The consideration paid at the effective time of the Merger to Alta (the “Closing Consideration”) consisted of 4,225,000 shares of the common stock, $0.01 par value per share, of the Company (the “Company Common Stock”), and $4,600,000 in cash, of which $2,100,000 was paid immediately and $2,500,000 was placed in escrow with an escrow agent for certain claims that may arise under the Merger Agreement prior to March 31, 2009. In addition, no later than April 13, 2010, the Company will pay to Alta any per-share Additional Consideration (as defined below and, together with the Closing Consideration, the “Merger Consideration”) the Company is required to pay to Alta pursuant to the Merger Agreement. The Company and Alta have also entered into a Registration Rights Agreement with respect to the shares of Company Common Stock issued as Merger Consideration, which provides that, until March 7, 2010, Alta has the right to require the Company to include such shares as part of certain registration statements filed by the Company with the Securities and Exchange Commission, on the terms and subject to the conditions specified in the Registration Rights Agreement. This description of the Registration Rights Agreement is qualified in its entirety by reference to the copy of such agreement filed as Exhibit 4.1 to this Form 8-K. Alta has also agreed, on behalf of itself and its affiliates, for a period of five years from the closing of the Merger, not to compete in the Company’s business, to solicit or employ any Company employee, officer, director or consultant, or to solicit, divert or appropriate any customer of the Company.
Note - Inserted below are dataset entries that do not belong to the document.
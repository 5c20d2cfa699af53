//! Layered page store
//!
//! Reads are served from whichever layer is active at call time: the cache tree
//! when its root exists, otherwise the bundled snapshot. The decision is never
//! cached, so a refresh that installs a new cache tree is picked up by the very
//! next read.
//!
//! The on-disk layout under each layer root is
//! `pages.<language>/<platform>/<command>.md`.

mod names;


pub use names::{AutonymTable, LanguageNames, platform_display_name, title_case};

use crate::config::StoreConfig;
use crate::error::{Error, Result, StorageError};
use crate::types::{
    CommandIndex, LanguageEntry, PageLookup, PlatformEntry, StorageLayer, StoreInfo,
};
use chrono::{DateTime, Utc};
use std::fs;
use std::io::ErrorKind;
use std::path::{Component, Path, PathBuf};
use std::sync::Arc;
use tracing::debug;

/// Prefix of every language directory in a page tree
pub const PAGES_PREFIX: &str = "pages.";

/// Read-side view over the bundled and cached page trees
#[derive(Clone)]
pub struct LayeredStore {
    bundled_root: PathBuf,
    cache_root: PathBuf,
    default_language: String,
    language_names: Arc<dyn LanguageNames>,
}

impl std::fmt::Debug for LayeredStore {
    fn fmt(&self, f: &mut std::fmt::Formatter<'_>) -> std::fmt::Result {
        f.debug_struct("LayeredStore")
            .field("bundled_root", &self.bundled_root)
            .field("cache_root", &self.cache_root)
            .field("default_language", &self.default_language)
            .finish_non_exhaustive()
    }
}

impl LayeredStore {
    /// Create a store over the configured layer roots using the built-in autonym table
    pub fn new(config: &StoreConfig) -> Self {
        Self {
            bundled_root: config.bundled_root.clone(),
            cache_root: config.cache_root.clone(),
            default_language: config.default_language.clone(),
            language_names: Arc::new(AutonymTable),
        }
    }

    /// Replace the language-name lookup
    pub fn with_language_names(mut self, names: impl LanguageNames + 'static) -> Self {
        self.language_names = Arc::new(names);
        self
    }

    /// Root of the bundled snapshot
    pub fn bundled_root(&self) -> &Path {
        &self.bundled_root
    }

    /// Root of the updatable cache tree
    pub fn cache_root(&self) -> &Path {
        &self.cache_root
    }

    /// Layer that currently serves reads
    ///
    /// Cached wins whenever its root directory exists. Evaluated against the
    /// filesystem on every call.
    pub fn resolve_active_layer(&self) -> StorageLayer {
        if self.cache_root.is_dir() {
            StorageLayer::Cached
        } else {
            StorageLayer::Bundled
        }
    }

    /// Root directory of a layer
    pub fn layer_root(&self, layer: StorageLayer) -> &Path {
        match layer {
            StorageLayer::Bundled => &self.bundled_root,
            StorageLayer::Cached => &self.cache_root,
        }
    }

    fn active_root(&self) -> (StorageLayer, &Path) {
        let layer = self.resolve_active_layer();
        (layer, self.layer_root(layer))
    }

    /// Describe the active layer and when its root was last modified
    pub fn info(&self) -> StoreInfo {
        let (layer, root) = self.active_root();
        let updated_at = fs::metadata(root)
            .and_then(|meta| meta.modified())
            .ok()
            .map(DateTime::<Utc>::from);

        StoreInfo {
            layer,
            root: root.to_path_buf(),
            updated_at,
        }
    }

    /// Languages present as `pages.<code>` directories, sorted by display name
    pub fn list_languages(&self) -> Result<Vec<LanguageEntry>> {
        let (layer, root) = self.active_root();
        let mut languages: Vec<LanguageEntry> = list_dir(root)?
            .into_iter()
            .filter(|path| path.is_dir())
            .filter_map(|path| {
                let name = path.file_name()?.to_str()?;
                let code = name.strip_prefix(PAGES_PREFIX)?;
                (!code.is_empty()).then(|| code.to_string())
            })
            .map(|code| LanguageEntry {
                display_name: self
                    .language_names
                    .display_name(&code)
                    .unwrap_or_else(|| title_case(&code)),
                code,
            })
            .collect();

        languages.sort_by(|a, b| a.display_name.cmp(&b.display_name));
        debug!(%layer, count = languages.len(), "listed languages");
        Ok(languages)
    }

    /// Platforms present for the baseline language, sorted by display name
    pub fn list_platforms(&self) -> Result<Vec<PlatformEntry>> {
        let (layer, root) = self.active_root();
        let default_pages = root.join(format!("{PAGES_PREFIX}{}", self.default_language));

        let mut platforms: Vec<PlatformEntry> = list_dir(&default_pages)?
            .into_iter()
            .filter(|path| path.is_dir())
            .filter_map(|path| path.file_name()?.to_str().map(str::to_string))
            .map(|code| PlatformEntry {
                display_name: platform_display_name(&code),
                code,
            })
            .collect();

        platforms.sort_by(|a, b| a.display_name.cmp(&b.display_name));
        debug!(%layer, count = platforms.len(), "listed platforms");
        Ok(platforms)
    }

    /// Build the command index for the enabled languages and platforms
    ///
    /// Pairs whose directory is missing are skipped and pairs without commands are
    /// omitted, so only languages and platforms present both in the allow-lists and
    /// in the active tree appear.
    pub fn list_commands<L, P>(
        &self,
        enabled_languages: &[L],
        enabled_platforms: &[P],
    ) -> Result<CommandIndex>
    where
        L: AsRef<str>,
        P: AsRef<str>,
    {
        let (layer, root) = self.active_root();
        let mut index = CommandIndex::default();

        for language in enabled_languages {
            let language = language.as_ref();
            if validate_component("language", language).is_err() {
                debug!(language, "skipping invalid language code");
                continue;
            }
            let language_dir = root.join(format!("{PAGES_PREFIX}{language}"));

            for platform in enabled_platforms {
                let platform = platform.as_ref();
                if validate_component("platform", platform).is_err() {
                    debug!(platform, "skipping invalid platform code");
                    continue;
                }

                let commands: Vec<String> = list_dir(&language_dir.join(platform))?
                    .into_iter()
                    .filter(|path| path.extension().is_some_and(|ext| ext == "md"))
                    .filter(|path| path.is_file())
                    .filter_map(|path| path.file_stem()?.to_str().map(str::to_string))
                    .collect();

                index.insert(language, platform, commands);
            }
        }

        debug!(%layer, entries = index.len(), "built command index");
        Ok(index)
    }

    /// Read a page from the active layer
    ///
    /// Returns the exact stored text. A missing page yields [`PageLookup::NotFound`]
    /// carrying the attempted path.
    pub fn get_page(&self, language: &str, platform: &str, command: &str) -> Result<PageLookup> {
        validate_component("language", language)?;
        validate_component("platform", platform)?;
        validate_component("command", command)?;

        let layer = self.resolve_active_layer();
        let lookup = self.read_page(layer, language, platform, command)?;

        // The cache tree may have been swapped between resolving and reading; a
        // miss is retried once against whatever layer is active now.
        if !lookup.is_found() {
            let current = self.resolve_active_layer();
            if current != layer {
                debug!(from = %layer, to = %current, "active layer changed during read, retrying");
                return self.read_page(current, language, platform, command);
            }
        }

        Ok(lookup)
    }

    fn read_page(
        &self,
        layer: StorageLayer,
        language: &str,
        platform: &str,
        command: &str,
    ) -> Result<PageLookup> {
        let path = page_path(self.layer_root(layer), language, platform, command);

        match fs::read_to_string(&path) {
            Ok(content) => Ok(PageLookup::Found { path, content }),
            Err(e) if is_absent(&e) => {
                debug!(%layer, ?path, "page not found");
                Ok(PageLookup::NotFound {
                    path,
                    command: command.to_string(),
                })
            }
            Err(source) => Err(StorageError::ReadPage { path, source }.into()),
        }
    }
}

/// Path of a page below a layer root
pub fn page_path(root: &Path, language: &str, platform: &str, command: &str) -> PathBuf {
    root.join(format!("{PAGES_PREFIX}{language}"))
        .join(platform)
        .join(format!("{command}.md"))
}

/// List a directory's entries; an absent directory lists as empty
fn list_dir(dir: &Path) -> Result<Vec<PathBuf>> {
    let entries = match fs::read_dir(dir) {
        Ok(entries) => entries,
        Err(e) if is_absent(&e) => return Ok(Vec::new()),
        Err(source) => {
            return Err(StorageError::ReadDir {
                path: dir.to_path_buf(),
                source,
            }
            .into());
        }
    };

    entries
        .map(|entry| {
            entry.map(|e| e.path()).map_err(|source| {
                Error::from(StorageError::ReadDir {
                    path: dir.to_path_buf(),
                    source,
                })
            })
        })
        .collect()
}

fn is_absent(e: &std::io::Error) -> bool {
    // NotADirectory covers a layer root replaced by a plain file
    matches!(e.kind(), ErrorKind::NotFound | ErrorKind::NotADirectory)
}

/// Reject a name that would not stay a single entry of its directory
///
/// Each name becomes one path segment (`pages.<language>`, `<platform>`,
/// `<command>.md`). Names that yield an ordinary segment, including empty or
/// dotted ones, are valid and simply miss on disk.
fn validate_component(kind: &'static str, value: &str) -> std::result::Result<(), StorageError> {
    let segment = match kind {
        "language" => format!("{PAGES_PREFIX}{value}"),
        "command" => format!("{value}.md"),
        _ => value.to_string(),
    };

    let mut components = Path::new(&segment).components();
    let single_normal = matches!(
        (components.next(), components.next()),
        (Some(Component::Normal(_)), None)
    );

    if !single_normal || value.contains(['/', '\\', '\0']) {
        return Err(StorageError::InvalidComponent {
            kind,
            value: value.to_string(),
        });
    }
    Ok(())
}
In the event that the aggregate value of the shares of Company Common Stock issued as part of the Closing Consideration, as calculated as of March 7, 2009, plus $4.6 million, is less than $36 million, the shortfall shall represent the maximum Additional Consideration that the Company would be required to pay to Alta. The final transaction value determination shall be made upon the earliest of (1) the date on which Alta sells the last of the shares of Company Common Stock received as part of the Closing Consideration, (2) the date on which the Company, by merger or otherwise, is sold in a transaction that results in a change in control of the Company as defined in the Merger Agreement, or a sale of all or substantially all of the Company’s assets, and (3) March 31, 2010. At such time, a final evaluation of the value of the shares of Company Common Stock issued as part of the Closing Consideration shall be made, and if the final per share value of such shares, plus $4.6 million in cash, is less than $36 million, a number of additional shares of Company Common Stock equal to the shortfall of such value below $36 million, calculated in accordance with the Merger Agreement, shall be issued to Alta. The Company may also elect to pay any Additional Consideration in cash instead of issuing shares of Company Common Stock, except to the extent that such payment would be inconsistent with the treatment of the Merger as a tax-free reorganization for federal income tax purposes under Section 368(a) of the Internal Revenue Code of 1986, as amended. In no event will the Company be obligated to issue more than 1,437,000 shares of Common Stock as Additional Consideration.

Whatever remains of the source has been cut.